Mapping of transforming region of the Harvey murine sarcoma virus genome by using insertion-deletion mutants constructed in vitro.

Abstract

Circular DNA intermediates of Harvey murine sarcoma virus (Ha-MuSV) were cloned in .lambda.gtWES.cntdot..lambda.B and were capable of transforming mouse [fibroblast] NIH 3T3 cells. By using the cloned Ha-MuSV DNA insert as a parental genome, a series of insertion-deletion mutants were constructed by inserting an octomer containing the SalI linker sequence (G-G-T-C-G-A-C-C) into various regions of the Ha-MuSV genome after partial digestion with HaeIII. After ligation into .lambda.gtWES.cntdot..lambda.B-SalI vector molecules, the mutant Ha-MuSV DNA were cloned. Fourteen insertion-deletion mutants were mapped by restriction enzyme digestion and their biological activites correlated with the locations of mutations. The mutants whose lesion mapped within 3.0 kilobases (kb) from the 3''-end of the Ha-MuSV genome retained full transforming ability.

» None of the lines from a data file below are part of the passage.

fn encode_headers(message: &Message) -> OwnedHeaders {
    let id = message.id().to_string();
    let headers = OwnedHeaders::new().insert(Header {
        key: MESSAGE_ID_HEADER,
        value: Some(id.as_bytes()),
    });

    message
        .metadata()
        .iter()
        .fold(headers, |headers, (key, value)| {
            headers.insert(Header {
                key: key.as_str(),
                value: Some(value.as_bytes()),
            })
        })
}

fn decode<M: KafkaMessage>(record: &M) -> Result<Message, BrokerError> {
    let mut id = None;
    let mut metadata = Metadata::new();

    if let Some(headers) = record.headers() {
        for header in headers.iter() {
            let Some(raw) = header.value else {
                continue;
            };
            let value = std::str::from_utf8(raw).map_err(|e| {
                BrokerError::Encoding(format!("header '{}' is not UTF-8: {e}", header.key))
            })?;

            if header.key == MESSAGE_ID_HEADER {
                let parsed = Uuid::parse_str(value).map_err(|e| {
                    BrokerError::Encoding(format!("invalid {MESSAGE_ID_HEADER} '{value}': {e}"))
                })?;
                id = Some(parsed);
            } else {
                metadata.insert(header.key.to_string(), value.to_string());
            }
        }
    }

    let id = id.unwrap_or_else(|| {
        tracing::debug!(
            topic = record.topic(),
            offset = record.offset(),
            "Record has no message id header, assigning one"
        );
        Uuid::new_v4()
    });
    let payload = record.payload().unwrap_or_default().to_vec();

    Ok(Message::with_id(id, payload).with_metadata_map(metadata))
}

#[cfg(test)]
mod tests {
    #![allow(clippy::unwrap_used)]

    use super::*;
    use courier_core::correlation::CORRELATION_ID_KEY;
    use rdkafka::message::{OwnedMessage, Timestamp};

    fn record(payload: &[u8], headers: OwnedHeaders) -> OwnedMessage {
        OwnedMessage::new(
            Some(payload.to_vec()),
            None,
            "issue-receipt".to_string(),
            Timestamp::NotAvailable,
            0,
            42,
            Some(headers),
        )
    }

    #[test]
    fn redpanda_broker_is_send_sync() {
        fn assert_send<T: Send>() {}
        fn assert_sync<T: Sync>() {}

        assert_send::<RedpandaBroker>();
        assert_sync::<RedpandaBroker>();
    }

    #[test]
    fn build_without_brokers_fails() {
        let result = RedpandaBroker::builder().build();
        assert!(matches!(result, Err(BrokerError::ConnectionFailed(_))));
    }

    #[test]
    fn id_and_metadata_travel_as_headers() {
        let message = Message::new(br#"{"ticket_id":"T1"}"#.to_vec())
            .with_metadata(CORRELATION_ID_KEY, "req-1")
            .with_metadata("tenant", "acme");

        let decoded = decode(&record(message.payload(), encode_headers(&message))).unwrap();

        assert_eq!(decoded, message);
    }

    #[test]
    fn record_without_id_header_gets_a_fresh_id() {
        let headers = OwnedHeaders::new().insert(Header {
            key: CORRELATION_ID_KEY,
            value: Some("req-2".as_bytes()),
        });

        let decoded = decode(&record(b"{}", headers)).unwrap();

        assert_eq!(decoded.correlation_id(), Some("req-2"));
        assert_eq!(decoded.payload(), b"{}");
    }

    #[test]
    fn malformed_id_header_is_an_encoding_error() {
        let headers = OwnedHeaders::new().insert(Header {
            key: MESSAGE_ID_HEADER,
            value: Some("not-a-uuid".as_bytes()),
        });

        assert!(matches!(
            decode(&record(b"{}", headers)),
            Err(BrokerError::Encoding(_))
        ));
    }
}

The mutants containing the SalI linker insertion at 0.4 or 1.5 kb from the 5''-end retained transforming ability, but the number of foci induced by the DNA in transfection assays was greatly reduced. A mutant containing a deletion of 1.5 kb at the 5''-end and a mutant with a deletion of the sequences between 1.0 and 1.5 kb from the 5''-end completely lost their transforming potential. A model for the transforming region of Ha-MuSV is discussed. Since Ha-MuSV sequences can be rescued from the mouse cells transformed by these mutants using Moloney murine leukemia virus as a helper virus, in vitro modified DNA may be converted into genuine mutant viruses.